TASK TO COMPLETE
Beginning with the first line of the data below, reproduce every line unchanged, ending with the line that holds "dropped with it.".

[[ DATASET EXTRACT open ]]

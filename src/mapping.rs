//! Source to destination identifier mappings
use std::{collections::HashMap, hash::Hash};

/// Mapping from a source identifier to a destination identifier.
///
/// One mapping is built per destination repository and dropped with it.
#[derive(Debug, Clone, PartialEq, Eq)]
pub struct EntityMapping<K, V>
where
    K: Eq + Hash,
{
    /// Known pairs
    entries: HashMap<K, V>,
}

impl<K, V> Default for EntityMapping<K, V>
where
    K: Eq + Hash,
{
    fn default() -> Self {
        Self {
            entries: HashMap::new(),
        }
    }
}

impl<K, V> EntityMapping<K, V>
where
    K: Eq + Hash,
{
    /// Empty mapping
    pub fn new() -> Self {
        Self::default()
    }

    /// Record the destination counterpart of a source entity
    pub fn insert(&mut self, source: K, destination: V) {
        self.entries.insert(source, destination);
    }

    /// Destination counterpart of a source entity
    pub fn get(&self, source: &K) -> Option<&V> {
        self.entries.get(source)
    }

    /// Number of mapped entities
    pub fn len(&self) -> usize {
        self.entries.len()
    }

    /// Iterate over the destination identifiers
    pub fn destinations(&self) -> impl Iterator<Item = &V> {
        self.entries.values()
    }
}

/// Label names, matched by name on both sides
pub type LabelMapping = EntityMapping<String, String>;

/// Source milestone id to destination milestone number
pub type MilestoneMapping = EntityMapping<u64, u64>;
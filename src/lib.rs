//! # gitlab2github
//!
//! Migrate the projects of a GitLab group to a GitHub organization, with
//! their complete git history, labels, milestones, issues and merge requests
//!
//! ## Usage
//!
//! ```txt
//! Usage: gitlab2github [OPTIONS]
//!
//! Options:
//!  -r, --repo <REPO>      Only migrate the repository with this name
//!  -l, --list             List the repositories of the GitLab group
//!      --dry-run          Show what would be migrated, without migrating
//!      --force-private    Create every repository as private
//!  -c, --config <CONFIG>  Custom configuration file path
//!  -v, --verbose...       Verbose mode (-v, -vv)
//!  -h, --help             Print help
//! ```

#![warn(clippy::all, rust_2018_idioms)]
#![deny(
    missing_docs,
    clippy::all,
    clippy::missing_docs_in_private_items,
    clippy::missing_errors_doc,
    clippy::missing_panics_doc,
    clippy::unwrap_used,
    clippy::expect_used
)]
#![cfg_attr(test, allow(clippy::expect_used, clippy::missing_docs_in_private_items))]

pub(crate) mod cli;
pub(crate) mod config;
pub(crate) mod entities;
pub(crate) mod errors;
pub(crate) mod mapping;
pub(crate) mod migrate;
pub(crate) mod orchestrator;
pub(crate) mod outcome;
pub(crate) mod platform;
pub(crate) mod provision;
pub(crate) mod resolver;
pub(crate) mod transport;
pub(crate) mod utils;

mod github;
mod gitlab;

#[cfg(test)]
mod test_utils;

pub use cli::{gitlab2github_main, GitlabToGithubCli};
pub use config::MigrationConfig;
pub use errors::{MigratorError, MigratorErrorKind};
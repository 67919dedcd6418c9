//! Migrators of the collaboration metadata of one repository
//!
//! Every migrator reports one [`ItemOutcome`] per source entity and never
//! stops the batch on a failed entity.
use std::{
    collections::{HashMap, HashSet},
    time::Duration,
};

use indicatif::{ProgressBar, ProgressStyle};
use log::{info, warn};

use crate::{
    entities::SourceLabel,
    errors::MigratorError,
    mapping::LabelMapping,
    outcome::{EntityFailure, EntityKind, ItemOutcome},
    platform::{DestinationPlatform, SourcePlatform},
    utils::DestinationHandle,
};

pub mod issues;
pub mod labels;
pub mod milestones;
pub mod requests;

/// Color of labels created without a source color
pub const DEFAULT_LABEL_COLOR: &str = "ededed";

/// Everything a migrator needs to work on one repository
pub struct RepositoryContext<'a> {
    /// Source platform
    pub source: &'a dyn SourcePlatform,

    /// Destination platform
    pub destination: &'a dyn DestinationPlatform,

    /// Project id on the source
    pub project_id: u64,

    /// Repository on the destination
    pub repo: &'a DestinationHandle,

    /// Pause after each issue or merge request
    pub item_delay: Duration,
}

impl RepositoryContext<'_> {
    /// Pause to stay under the destination rate limits
    pub(crate) async fn pause(&self) {
        if !self.item_delay.is_zero() {
            tokio::time::sleep(self.item_delay).await;
        }
    }

    /// Copy every non blank note to an issue or a pull request, in order
    pub(crate) async fn copy_comments(
        &self,
        number: u64,
        notes: Vec<String>,
    ) -> Result<usize, MigratorError> {
        let mut copied = 0;
        for body in notes.into_iter().filter(|body| !body.trim().is_empty()) {
            self.destination
                .create_comment(self.repo, number, body)
                .await?;
            copied += 1;
        }
        Ok(copied)
    }
}

/// Outcome of an entity, failures logged with their identifier and title
pub(crate) fn settle(
    kind: EntityKind,
    identifier: String,
    title: &str,
    result: Result<ItemOutcome, MigratorError>,
) -> ItemOutcome {
    match result {
        Ok(outcome) => outcome,
        Err(error) => {
            let failure = EntityFailure {
                kind,
                identifier,
                title: title.to_string(),
                error,
            };
            failure.log();
            ItemOutcome::Failed(failure)
        }
    }
}

/// Progress bar over a batch of entities
pub(crate) fn progress_bar(len: usize, prefix: String) -> ProgressBar {
    let pb = ProgressBar::new(len as u64);
    if let Ok(style) = ProgressStyle::with_template("{prefix:.bold.dim} [{pos}/{len}] {wide_msg}") {
        pb.set_style(style);
    }
    pb.set_prefix(prefix);
    pb
}

/// Labels known on the destination, creating the missing ones on demand
pub(crate) struct LabelCatalog {
    /// Destination names by lowercase name, the destination ignores case
    known: HashMap<String, String>,

    /// Source labels by name, for colors and descriptions
    source_labels: HashMap<String, SourceLabel>,

    /// Names the destination refused, not retried
    refused: HashSet<String>,
}

impl LabelCatalog {
    /// Load the labels of both sides
    pub(crate) async fn load(ctx: &RepositoryContext<'_>, mapping: &LabelMapping) -> Self {
        let mut known = HashMap::new();
        match ctx.destination.list_labels(ctx.repo).await {
            Ok(names) => {
                for name in names {
                    known.insert(name.to_lowercase(), name);
                }
            }
            Err(e) => warn!("Unable to list the labels of {}: {e}", ctx.repo.name),
        }
        for name in mapping.destinations() {
            known.insert(name.to_lowercase(), name.clone());
        }
        let source_labels = match ctx.source.list_labels(ctx.project_id).await {
            Ok(labels) => labels.into_iter().map(|l| (l.name.clone(), l)).collect(),
            Err(e) => {
                warn!("Unable to list the source labels of {}: {e}", ctx.repo.name);
                HashMap::new()
            }
        };
        Self {
            known,
            source_labels,
            refused: HashSet::new(),
        }
    }

    /// Destination names for source label names.
    /// Missing labels are created, a label that can't be created is dropped.
    pub(crate) async fn resolve(
        &mut self,
        ctx: &RepositoryContext<'_>,
        mapping: &LabelMapping,
        names: &[String],
    ) -> Vec<String> {
        let mut resolved = vec![];
        for name in names {
            let name = mapping.get(name).unwrap_or(name);
            if let Some(existing) = self.known.get(&name.to_lowercase()) {
                resolved.push(existing.clone());
                continue;
            }
            if self.refused.contains(name) {
                continue;
            }
            let label = match self.source_labels.get(name) {
                Some(source) => labels::new_label(source),
                None => labels::new_label(&SourceLabel {
                    name: name.clone(),
                    ..Default::default()
                }),
            };
            match ctx.destination.create_label(ctx.repo, label).await {
                Ok(()) => {
                    info!("Created missing label {name} on {}", ctx.repo.name);
                    self.known.insert(name.to_lowercase(), name.clone());
                    resolved.push(name.clone());
                }
                Err(e) => {
                    warn!("Unable to create label {name} on {}: {e}", ctx.repo.name);
                    self.refused.insert(name.clone());
                }
            }
        }
        resolved
    }
}
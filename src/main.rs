use clap::Parser;
use gitlab2github::{gitlab2github_main, GitlabToGithubCli};
use std::process::exit;

#[tokio::main(flavor = "current_thread")]
async fn main() {
    let args = GitlabToGithubCli::parse();
    println!(concat!(
        env!("CARGO_PKG_NAME"),
        " ",
        env!("CARGO_PKG_VERSION")
    ));
    let level = match args.verbose {
        0 => log::LevelFilter::Info,
        1 => log::LevelFilter::Debug,
        _ => log::LevelFilter::Trace,
    };
    env_logger::builder()
        .filter_level(level)
        .format_target(false)
        .format_timestamp(None)
        .init();
    match gitlab2github_main(args).await {
        Ok(_) => {
            exit(0);
        }
        Err(e) => {
            eprintln!("{e}");
            exit(1);
        }
    };
}
//! Merge request migration
//!
//! A merge request becomes a pull request only when both of its branches
//! exist on the destination. Otherwise a closed issue keeps a record of it.
use std::collections::HashSet;

use log::{error, info, warn};

use super::{progress_bar, settle, LabelCatalog, RepositoryContext};
use crate::{
    entities::{ExistingItem, NewIssue, NewPull, SourceRequest},
    errors::MigratorError,
    mapping::{LabelMapping, MilestoneMapping},
    outcome::{BatchCounts, EntityKind, ItemOutcome},
    utils::NormalizedState,
};

/// State of the destination a batch of requests is checked against
struct DestinationState {
    /// Branch names
    branches: HashSet<String>,

    /// Pull requests, by title and state
    pulls: HashSet<ExistingItem>,

    /// Issue titles, for the record of skipped requests
    issue_titles: HashSet<String>,
}

/// Title of the issue recording a request that couldn't be migrated
pub fn record_title(request: &SourceRequest) -> String {
    format!(
        "[Migration skipped] MR: {} (source: {}, target: {})",
        request.title, request.source_branch, request.target_branch
    )
}

/// Body of the issue recording a request that couldn't be migrated
pub fn record_body(request: &SourceRequest) -> String {
    format!(
        "This merge request was skipped during the migration.\n\
         - GitLab MR: !{}\n\
         - Title: {}\n\
         - Author: {}\n\
         - State: {}\n\
         - Source branch: {}\n\
         - Target branch: {}\n\
         - Reason: the branches don't exist on GitHub, no pull request could be opened.\n\
         - GitLab URL: {}\n",
        request.iid,
        request.title,
        request.author.as_deref().unwrap_or("unknown"),
        request.state,
        request.source_branch,
        request.target_branch,
        request.web_url,
    )
}

/// Copy the merge requests of a repository as pull requests
pub async fn migrate_requests(
    ctx: &RepositoryContext<'_>,
    labels: &LabelMapping,
    milestones: &MilestoneMapping,
) -> BatchCounts {
    let mut counts = BatchCounts::default();
    let requests = match ctx.source.list_requests(ctx.project_id).await {
        Ok(requests) => requests,
        Err(e) => {
            error!("Unable to list the merge requests of {}: {e}", ctx.repo.name);
            return counts;
        }
    };
    if requests.is_empty() {
        info!("No merge requests in {}", ctx.repo.name);
        return counts;
    }
    let mut state = match load_destination(ctx).await {
        Ok(state) => state,
        Err(e) => {
            error!(
                "Unable to read {}, merge requests not migrated: {e}",
                ctx.repo.name
            );
            return counts;
        }
    };
    let mut catalog = LabelCatalog::load(ctx, labels).await;

    let pb = progress_bar(requests.len(), format!("{}: merge requests", ctx.repo.name));
    for request in requests {
        pb.set_message(format!("!{} {}", request.iid, request.title));
        let result = migrate_request(ctx, &mut catalog, labels, milestones, &mut state, &request).await;
        let outcome = settle(
            EntityKind::Request,
            format!("!{}", request.iid),
            &request.title,
            result,
        );
        match &outcome {
            ItemOutcome::Created => info!("Migrated merge request !{}", request.iid),
            ItemOutcome::Skipped(reason) => {
                info!("Skipped merge request !{} ({reason})", request.iid)
            }
            ItemOutcome::Recorded(number) => info!(
                "Merge request !{} recorded as closed issue #{number}",
                request.iid
            ),
            ItemOutcome::Failed(_) => {}
        }
        counts.record(&outcome);
        pb.inc(1);
        if outcome.reached_destination() {
            ctx.pause().await;
        }
    }
    pb.finish_and_clear();
    info!("Merge requests of {}: {counts}", ctx.repo.name);
    counts
}

/// Fetch the branches, pull requests and issue titles of the destination
async fn load_destination(ctx: &RepositoryContext<'_>) -> Result<DestinationState, MigratorError> {
    let branches = ctx.destination.list_branches(ctx.repo).await?;
    let pulls = ctx.destination.list_pulls(ctx.repo).await?;
    let issues = ctx.destination.list_issues(ctx.repo).await?;
    Ok(DestinationState {
        branches: branches.into_iter().collect(),
        pulls: pulls.into_iter().collect(),
        issue_titles: issues.into_iter().map(|issue| issue.title).collect(),
    })
}

/// Migrate one request: open, label, set the milestone, comment, then close
async fn migrate_request(
    ctx: &RepositoryContext<'_>,
    catalog: &mut LabelCatalog,
    labels: &LabelMapping,
    milestones: &MilestoneMapping,
    state: &mut DestinationState,
    request: &SourceRequest,
) -> Result<ItemOutcome, MigratorError> {
    if !state.branches.contains(&request.source_branch)
        || !state.branches.contains(&request.target_branch)
    {
        warn!(
            "Merge request !{}: missing branch (source: {}, target: {})",
            request.iid, request.source_branch, request.target_branch
        );
        return record_skipped(ctx, state, request).await;
    }

    let pull_state = NormalizedState::from_request(&request.state);
    let key = ExistingItem {
        title: request.title.clone(),
        state: pull_state,
    };
    if state.pulls.contains(&key) {
        return Ok(ItemOutcome::Skipped(format!(
            "{} pull request with this title already exists",
            pull_state.as_str()
        )));
    }

    let pull = NewPull {
        title: request.title.clone(),
        body: request.description.clone().unwrap_or_default(),
        head: request.source_branch.clone(),
        base: request.target_branch.clone(),
    };
    let number = ctx.destination.create_pull(ctx.repo, pull).await?;
    state.pulls.insert(key);

    let names = catalog.resolve(ctx, labels, &request.labels).await;
    if !names.is_empty() {
        ctx.destination.add_labels(ctx.repo, number, names).await?;
    }
    if let Some(milestone) = request.milestone_id.and_then(|id| milestones.get(&id)) {
        ctx.destination
            .set_milestone(ctx.repo, number, *milestone)
            .await?;
    }

    let notes = ctx
        .source
        .list_request_notes(ctx.project_id, request.iid)
        .await?;
    ctx.copy_comments(number, notes).await?;

    if pull_state == NormalizedState::Closed {
        ctx.destination.close_pull(ctx.repo, number).await?;
    }
    Ok(ItemOutcome::Created)
}

/// Record a request without its branches as a closed issue
async fn record_skipped(
    ctx: &RepositoryContext<'_>,
    state: &mut DestinationState,
    request: &SourceRequest,
) -> Result<ItemOutcome, MigratorError> {
    let title = record_title(request);
    if state.issue_titles.contains(&title) {
        return Ok(ItemOutcome::Skipped("missing branch, already recorded".to_string()));
    }
    let issue = NewIssue {
        title: title.clone(),
        body: record_body(request),
        ..Default::default()
    };
    let number = ctx.destination.create_issue(ctx.repo, issue).await?;
    state.issue_titles.insert(title);
    ctx.destination.close_issue(ctx.repo, number).await?;
    Ok(ItemOutcome::Recorded(number))
}
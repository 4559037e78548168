//! Crate-wide error types.

use thiserror::Error;

pub type LensResult<T> = Result<T, LensError>;

#[derive(Debug, Error)]
pub enum LensError {
    #[error("missing required sample type ({0})")]
    MissingSampleType(String),

    #[error("time series analysis needs at least {required} profiles, got {actual}")]
    InsufficientData { required: usize, actual: usize },

    #[error("label count ({labels}) does not match profile count ({profiles})")]
    LabelMismatch { labels: usize, profiles: usize },

    #[error("sample type mismatch: {0}")]
    SchemaMismatch(String),

    #[error("unsupported profile type: {0:?} (supported: cpu, heap, goroutine, allocs, mutex, block)")]
    UnsupportedProfileType(String),

    #[error("invalid argument: {0}")]
    InvalidArgument(String),

    #[error("file not found: {path}")]
    FileNotFound {
        path: String,
        #[source]
        source: std::io::Error,
    },

    #[error("failed to download {uri}: {reason}")]
    Download { uri: String, reason: String },

    #[error("failed to parse profile {origin}: {source}")]
    Parse {
        origin: String,
        #[source]
        source: serde_json::Error,
    },

    #[error("io error: {0}")]
    Io(#[from] std::io::Error),

    #[error("json error: {0}")]
    Json(#[from] serde_json::Error),
}

impl LensError {
    /// Stable machine-readable code, used by the CLI's JSON error output.
    pub fn code(&self) -> &'static str {
        match self {
            Self::MissingSampleType(_) => "MISSING_SAMPLE_TYPE",
            Self::InsufficientData { .. } => "INSUFFICIENT_DATA",
            Self::LabelMismatch { .. } => "LABEL_MISMATCH",
            Self::SchemaMismatch(_) => "SCHEMA_MISMATCH",
            Self::UnsupportedProfileType(_) => "UNSUPPORTED_TYPE",
            Self::InvalidArgument(_) => "INVALID_ARGUMENT",
            Self::FileNotFound { .. } => "FILE_NOT_FOUND",
            Self::Download { .. } => "DOWNLOAD_FAILED",
            Self::Parse { .. } => "PARSE_FAILED",
            Self::Io(_) => "IO_ERROR",
            Self::Json(_) => "SERIALIZATION_FAILED",
        }
    }
}
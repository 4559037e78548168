//! Differential comparison of two profiles of the same kind.

use serde::Serialize;

use std::collections::{BTreeSet, HashMap};

use crate::analyzer::columns::resolve_diff_column;
use crate::render::OutputFormat;
use crate::units::ValueUnit;
use crate::{LensError, LensResult, Profile, ProfileKind, ValueType};

#[derive(Debug, Clone, Copy, PartialEq, Eq, Serialize)]
#[serde(rename_all = "snake_case")]
pub enum DiffClass {
    Added,
    Removed,
    Improved,
    Regressed,
    Unchanged,
}

impl DiffClass {
    pub fn as_str(self) -> &'static str {
        match self {
            Self::Added => "added",
            Self::Removed => "removed",
            Self::Improved => "improved",
            Self::Regressed => "regressed",
            Self::Unchanged => "unchanged",
        }
    }
}

/// One function's value in both profiles; delta, percentage and class are
/// derived on demand.
#[derive(Debug, Clone, PartialEq, Eq)]
pub struct DiffEntry {
    pub function_name: String,
    pub baseline_value: i64,
    pub target_value: i64,
}

impl DiffEntry {
    pub fn delta(&self) -> i64 {
        self.target_value.saturating_sub(self.baseline_value)
    }

    /// Change relative to the baseline. A function new in the target counts
    /// as +100%.
    pub fn percent(&self) -> f64 {
        if self.baseline_value > 0 {
            self.delta() as f64 / self.baseline_value as f64 * 100.0
        } else if self.target_value > 0 {
            100.0
        } else {
            0.0
        }
    }

    pub fn class(&self) -> DiffClass {
        if self.baseline_value == 0 && self.target_value > 0 {
            DiffClass::Added
        } else if self.target_value == 0 && self.baseline_value > 0 {
            DiffClass::Removed
        } else if self.delta() < 0 {
            DiffClass::Improved
        } else if self.delta() > 0 {
            DiffClass::Regressed
        } else {
            DiffClass::Unchanged
        }
    }
}

#[derive(Debug, Clone, Default, PartialEq, Serialize)]
#[serde(rename_all = "camelCase")]
pub struct DiffSummary {
    pub baseline_total: i64,
    pub target_total: i64,
    pub total_diff: i64,
    pub total_diff_percent: f64,
    pub improved_funcs: usize,
    pub regressed_funcs: usize,
    pub added_funcs: usize,
    pub removed_funcs: usize,
}

impl DiffSummary {
    fn from_entries(entries: &[DiffEntry]) -> Self {
        let mut summary = Self::default();
        for entry in entries {
            summary.baseline_total = summary.baseline_total.saturating_add(entry.baseline_value);
            summary.target_total = summary.target_total.saturating_add(entry.target_value);
            match entry.class() {
                DiffClass::Added => summary.added_funcs += 1,
                DiffClass::Removed => summary.removed_funcs += 1,
                DiffClass::Improved => summary.improved_funcs += 1,
                DiffClass::Regressed => summary.regressed_funcs += 1,
                DiffClass::Unchanged => {}
            }
        }
        summary.total_diff = summary.target_total.saturating_sub(summary.baseline_total);
        if summary.baseline_total > 0 {
            summary.total_diff_percent =
                summary.total_diff as f64 / summary.baseline_total as f64 * 100.0;
        }
        summary
    }
}

#[derive(Debug, Clone)]
pub struct DiffReport {
    pub kind: ProfileKind,
    pub baseline_uri: String,
    pub target_uri: String,
    pub top_n: usize,
    pub unit: ValueUnit,
    /// Every function seen in either profile, largest relative change first.
    pub entries: Vec<DiffEntry>,
    pub summary: DiffSummary,
}

impl DiffReport {
    pub fn rows(&self) -> &[DiffEntry] {
        &self.entries[..self.top_n.min(self.entries.len())]
    }
}

#[derive(Debug, Clone)]
pub struct ProfileComparator {
    kind: ProfileKind,
    baseline_uri: String,
    target_uri: String,
}

impl ProfileComparator {
    pub fn new(kind: ProfileKind) -> Self {
        Self {
            kind,
            baseline_uri: "baseline".to_string(),
            target_uri: "target".to_string(),
        }
    }

    /// Source names recorded in the report instead of "baseline"/"target".
    pub fn with_sources(mut self, baseline_uri: &str, target_uri: &str) -> Self {
        self.baseline_uri = baseline_uri.to_string();
        self.target_uri = target_uri.to_string();
        self
    }

    pub fn diff(&self, baseline: &Profile, target: &Profile, top_n: usize) -> LensResult<DiffReport> {
        let index = resolve_diff_column(baseline, self.kind)?;
        let column = ensure_matching_column(baseline, target, index)?;

        let entries = diff_entries(
            &sum_by_leaf_function(baseline, index),
            &sum_by_leaf_function(target, index),
        );
        let summary = DiffSummary::from_entries(&entries);
        Ok(DiffReport {
            kind: self.kind,
            baseline_uri: self.baseline_uri.clone(),
            target_uri: self.target_uri.clone(),
            top_n,
            unit: ValueUnit::from_unit(&column.unit),
            entries,
            summary,
        })
    }

    pub fn compare(
        &self,
        baseline: &Profile,
        target: &Profile,
        top_n: usize,
        format: OutputFormat,
    ) -> LensResult<String> {
        let report = self.diff(baseline, target, top_n)?;
        format.renderer().diff(&report)
    }
}

pub fn compare_profiles(
    baseline: &Profile,
    target: &Profile,
    kind: ProfileKind,
    top_n: usize,
    format: OutputFormat,
) -> LensResult<String> {
    ProfileComparator::new(kind).compare(baseline, target, top_n, format)
}

/// The baseline's column `index`, provided the target declares the same
/// type and unit there.
pub(crate) fn ensure_matching_column<'a>(
    baseline: &'a Profile,
    target: &Profile,
    index: usize,
) -> LensResult<&'a ValueType> {
    let column = &baseline.sample_type[index];
    if target.sample_type.get(index) == Some(column) {
        return Ok(column);
    }
    Err(LensError::SchemaMismatch(format!(
        "baseline column {index} is {}/{} but target declares {}",
        column.name,
        column.unit,
        target
            .sample_type
            .get(index)
            .map(|st| format!("{}/{}", st.name, st.unit))
            .unwrap_or_else(|| "no such column".to_string())
    )))
}

/// Per-function sum of one column, keyed by top-of-stack function.
pub(crate) fn sum_by_leaf_function(profile: &Profile, index: usize) -> HashMap<&str, i64> {
    let mut out = HashMap::<&str, i64>::new();
    for sample in &profile.sample {
        if sample.location.is_empty() {
            continue;
        }
        let Some(value) = sample.value_at(index) else {
            continue;
        };
        let slot = out.entry(sample.leaf_function()).or_insert(0);
        *slot = slot.saturating_add(value);
    }
    out
}

pub(crate) fn diff_entries(baseline: &HashMap<&str, i64>, target: &HashMap<&str, i64>) -> Vec<DiffEntry> {
    let names = baseline
        .keys()
        .chain(target.keys())
        .copied()
        .collect::<BTreeSet<_>>();
    let mut entries = names
        .into_iter()
        .map(|name| DiffEntry {
            function_name: name.to_string(),
            baseline_value: baseline.get(name).copied().unwrap_or(0),
            target_value: target.get(name).copied().unwrap_or(0),
        })
        .collect::<Vec<_>>();
    entries.sort_by(|a, b| {
        b.percent()
            .abs()
            .total_cmp(&a.percent().abs())
            .then_with(|| a.function_name.cmp(&b.function_name))
    });
    entries
}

[[ DATASET EXTRACT closed ]]

TASK ANSWER
filename src/mapping.rs
//! Source to destination identifier mappings
use std::{collections::HashMap, hash::Hash};

/// Mapping from a source identifier to a destination identifier.
///
/// One mapping is built per destination repository and dropped with it.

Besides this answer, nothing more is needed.